Stored data
_ _ _
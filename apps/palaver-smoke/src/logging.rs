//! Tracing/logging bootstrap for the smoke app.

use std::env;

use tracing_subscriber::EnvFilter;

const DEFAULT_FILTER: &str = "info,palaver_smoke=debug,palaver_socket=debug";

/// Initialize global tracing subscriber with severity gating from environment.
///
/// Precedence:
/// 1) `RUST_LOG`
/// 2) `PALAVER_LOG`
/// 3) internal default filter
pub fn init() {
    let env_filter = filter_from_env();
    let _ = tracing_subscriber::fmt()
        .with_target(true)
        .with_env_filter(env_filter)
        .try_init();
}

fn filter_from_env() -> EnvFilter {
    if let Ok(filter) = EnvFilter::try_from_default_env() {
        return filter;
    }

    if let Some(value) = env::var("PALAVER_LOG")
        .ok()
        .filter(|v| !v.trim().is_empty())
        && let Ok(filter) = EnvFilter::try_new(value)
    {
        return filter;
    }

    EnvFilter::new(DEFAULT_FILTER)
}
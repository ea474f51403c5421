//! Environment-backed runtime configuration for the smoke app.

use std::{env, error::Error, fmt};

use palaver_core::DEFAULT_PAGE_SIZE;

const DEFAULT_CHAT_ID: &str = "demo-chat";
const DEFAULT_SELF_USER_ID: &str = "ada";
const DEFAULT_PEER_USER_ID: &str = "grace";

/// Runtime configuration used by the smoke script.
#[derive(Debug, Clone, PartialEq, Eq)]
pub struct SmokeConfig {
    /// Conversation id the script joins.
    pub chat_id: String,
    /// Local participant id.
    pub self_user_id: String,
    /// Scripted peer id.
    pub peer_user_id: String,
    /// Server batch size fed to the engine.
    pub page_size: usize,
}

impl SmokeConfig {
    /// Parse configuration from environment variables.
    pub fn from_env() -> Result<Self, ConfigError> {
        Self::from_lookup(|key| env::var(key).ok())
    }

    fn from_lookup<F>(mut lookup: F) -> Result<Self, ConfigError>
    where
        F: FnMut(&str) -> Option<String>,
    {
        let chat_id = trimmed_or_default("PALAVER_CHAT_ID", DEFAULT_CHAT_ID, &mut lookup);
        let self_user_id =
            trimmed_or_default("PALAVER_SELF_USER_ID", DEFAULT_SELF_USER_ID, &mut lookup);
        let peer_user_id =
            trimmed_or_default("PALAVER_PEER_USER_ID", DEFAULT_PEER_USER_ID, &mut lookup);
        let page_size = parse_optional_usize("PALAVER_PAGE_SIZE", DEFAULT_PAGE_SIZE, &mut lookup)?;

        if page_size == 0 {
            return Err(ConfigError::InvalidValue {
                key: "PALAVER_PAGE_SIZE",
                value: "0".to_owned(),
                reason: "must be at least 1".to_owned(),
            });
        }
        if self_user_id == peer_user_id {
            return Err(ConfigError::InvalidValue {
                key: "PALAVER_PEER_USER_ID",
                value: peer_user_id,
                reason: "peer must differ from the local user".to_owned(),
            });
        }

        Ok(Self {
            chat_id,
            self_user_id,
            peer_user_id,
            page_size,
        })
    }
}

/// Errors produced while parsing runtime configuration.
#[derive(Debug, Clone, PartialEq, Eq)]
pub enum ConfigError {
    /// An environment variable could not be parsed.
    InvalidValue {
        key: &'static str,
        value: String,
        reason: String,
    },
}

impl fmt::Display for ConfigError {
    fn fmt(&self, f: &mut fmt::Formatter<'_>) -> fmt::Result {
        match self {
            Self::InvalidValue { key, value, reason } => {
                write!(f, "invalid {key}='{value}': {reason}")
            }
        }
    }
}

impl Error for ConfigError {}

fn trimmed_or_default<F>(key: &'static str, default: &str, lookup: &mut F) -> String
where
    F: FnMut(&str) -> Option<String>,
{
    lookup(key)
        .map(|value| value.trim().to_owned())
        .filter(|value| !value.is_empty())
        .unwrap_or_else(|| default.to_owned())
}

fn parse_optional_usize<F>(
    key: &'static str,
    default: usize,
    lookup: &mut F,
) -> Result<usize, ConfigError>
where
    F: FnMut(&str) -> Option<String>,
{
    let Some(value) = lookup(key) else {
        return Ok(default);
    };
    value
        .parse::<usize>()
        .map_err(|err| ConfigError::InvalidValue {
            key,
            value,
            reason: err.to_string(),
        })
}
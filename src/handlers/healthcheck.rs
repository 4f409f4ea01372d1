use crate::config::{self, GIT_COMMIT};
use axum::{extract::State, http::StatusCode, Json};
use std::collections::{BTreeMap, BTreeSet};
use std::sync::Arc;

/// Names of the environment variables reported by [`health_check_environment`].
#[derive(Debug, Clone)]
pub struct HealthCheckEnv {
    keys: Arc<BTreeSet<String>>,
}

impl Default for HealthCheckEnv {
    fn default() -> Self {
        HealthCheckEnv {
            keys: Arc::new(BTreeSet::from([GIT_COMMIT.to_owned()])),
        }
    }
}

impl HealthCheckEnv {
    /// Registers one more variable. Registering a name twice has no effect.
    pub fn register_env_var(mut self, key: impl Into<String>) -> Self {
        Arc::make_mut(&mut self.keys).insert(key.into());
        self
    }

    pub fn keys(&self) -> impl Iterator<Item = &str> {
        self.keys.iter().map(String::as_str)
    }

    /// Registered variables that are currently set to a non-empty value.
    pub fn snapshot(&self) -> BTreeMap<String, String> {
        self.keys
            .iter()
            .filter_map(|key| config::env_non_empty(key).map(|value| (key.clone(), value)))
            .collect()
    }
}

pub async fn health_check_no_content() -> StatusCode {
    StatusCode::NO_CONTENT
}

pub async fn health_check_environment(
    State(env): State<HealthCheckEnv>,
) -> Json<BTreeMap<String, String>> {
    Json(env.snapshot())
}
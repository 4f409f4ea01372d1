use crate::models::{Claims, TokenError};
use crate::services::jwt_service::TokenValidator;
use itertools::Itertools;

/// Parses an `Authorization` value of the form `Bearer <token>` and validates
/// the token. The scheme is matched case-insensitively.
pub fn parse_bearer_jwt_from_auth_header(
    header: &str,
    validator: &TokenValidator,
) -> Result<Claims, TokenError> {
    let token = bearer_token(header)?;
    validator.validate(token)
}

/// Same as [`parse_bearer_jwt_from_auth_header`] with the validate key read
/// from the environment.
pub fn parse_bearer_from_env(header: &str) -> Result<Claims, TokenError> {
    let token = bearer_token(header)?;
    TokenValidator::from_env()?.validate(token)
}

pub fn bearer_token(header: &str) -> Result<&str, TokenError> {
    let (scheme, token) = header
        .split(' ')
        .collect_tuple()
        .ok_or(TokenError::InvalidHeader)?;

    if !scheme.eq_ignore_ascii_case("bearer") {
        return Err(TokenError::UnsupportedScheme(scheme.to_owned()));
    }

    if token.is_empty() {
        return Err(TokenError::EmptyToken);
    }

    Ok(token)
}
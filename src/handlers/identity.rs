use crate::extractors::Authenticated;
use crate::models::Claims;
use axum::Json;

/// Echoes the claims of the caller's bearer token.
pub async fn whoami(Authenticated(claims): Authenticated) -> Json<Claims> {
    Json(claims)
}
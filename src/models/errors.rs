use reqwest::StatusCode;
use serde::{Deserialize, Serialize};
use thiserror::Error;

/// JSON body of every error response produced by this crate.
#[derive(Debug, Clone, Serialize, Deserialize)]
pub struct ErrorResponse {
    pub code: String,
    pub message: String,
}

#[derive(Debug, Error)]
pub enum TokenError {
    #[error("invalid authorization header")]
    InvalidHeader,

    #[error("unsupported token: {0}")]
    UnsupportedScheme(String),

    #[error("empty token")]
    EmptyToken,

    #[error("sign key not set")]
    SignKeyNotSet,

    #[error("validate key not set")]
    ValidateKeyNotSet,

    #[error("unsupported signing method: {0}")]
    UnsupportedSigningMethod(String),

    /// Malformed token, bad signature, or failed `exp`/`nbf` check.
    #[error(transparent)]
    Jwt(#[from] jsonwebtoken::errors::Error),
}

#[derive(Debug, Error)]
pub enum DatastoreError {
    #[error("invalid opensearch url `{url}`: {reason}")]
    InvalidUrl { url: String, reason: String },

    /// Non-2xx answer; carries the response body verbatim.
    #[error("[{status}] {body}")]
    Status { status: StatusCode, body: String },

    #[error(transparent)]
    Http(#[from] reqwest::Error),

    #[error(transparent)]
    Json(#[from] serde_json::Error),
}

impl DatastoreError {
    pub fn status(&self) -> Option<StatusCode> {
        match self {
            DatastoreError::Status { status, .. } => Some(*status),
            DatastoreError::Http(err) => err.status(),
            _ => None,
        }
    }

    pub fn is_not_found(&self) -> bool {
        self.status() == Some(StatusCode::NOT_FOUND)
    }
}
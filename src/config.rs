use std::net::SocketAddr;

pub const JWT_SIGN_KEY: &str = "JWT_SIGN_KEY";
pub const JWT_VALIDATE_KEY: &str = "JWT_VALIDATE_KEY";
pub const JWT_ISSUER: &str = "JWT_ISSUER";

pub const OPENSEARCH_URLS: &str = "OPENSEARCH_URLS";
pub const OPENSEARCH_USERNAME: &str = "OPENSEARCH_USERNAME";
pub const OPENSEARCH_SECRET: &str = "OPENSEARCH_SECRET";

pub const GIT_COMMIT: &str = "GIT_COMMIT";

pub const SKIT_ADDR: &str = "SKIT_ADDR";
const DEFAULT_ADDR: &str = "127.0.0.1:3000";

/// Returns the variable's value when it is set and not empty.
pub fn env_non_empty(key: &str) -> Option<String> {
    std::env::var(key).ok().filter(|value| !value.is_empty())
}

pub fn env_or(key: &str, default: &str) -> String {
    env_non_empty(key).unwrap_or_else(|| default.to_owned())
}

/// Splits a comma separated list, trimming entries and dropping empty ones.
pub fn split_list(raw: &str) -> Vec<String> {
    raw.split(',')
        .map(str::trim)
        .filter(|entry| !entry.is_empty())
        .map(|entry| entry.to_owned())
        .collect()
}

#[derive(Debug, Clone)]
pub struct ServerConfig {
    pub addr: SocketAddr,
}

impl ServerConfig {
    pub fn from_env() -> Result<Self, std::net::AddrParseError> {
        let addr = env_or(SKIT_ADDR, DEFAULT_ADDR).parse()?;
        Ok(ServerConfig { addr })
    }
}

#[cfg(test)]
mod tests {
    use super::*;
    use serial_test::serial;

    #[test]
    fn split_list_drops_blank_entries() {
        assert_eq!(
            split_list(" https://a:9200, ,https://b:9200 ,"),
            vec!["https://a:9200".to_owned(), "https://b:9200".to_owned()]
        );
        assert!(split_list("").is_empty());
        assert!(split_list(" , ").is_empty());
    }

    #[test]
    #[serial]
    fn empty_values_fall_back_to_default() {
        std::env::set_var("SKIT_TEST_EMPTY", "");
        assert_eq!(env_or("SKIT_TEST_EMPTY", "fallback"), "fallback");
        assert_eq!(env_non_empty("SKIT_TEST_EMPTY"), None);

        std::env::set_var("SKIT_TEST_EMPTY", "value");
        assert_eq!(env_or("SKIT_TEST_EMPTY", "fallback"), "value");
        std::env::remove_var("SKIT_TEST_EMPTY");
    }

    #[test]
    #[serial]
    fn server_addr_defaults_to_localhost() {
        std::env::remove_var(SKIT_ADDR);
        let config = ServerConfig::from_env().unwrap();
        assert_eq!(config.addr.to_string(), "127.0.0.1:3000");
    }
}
_ _ _
Required work =>
Check each line above for "impl" and state how many match, answering with only the number.

Your solution =>
9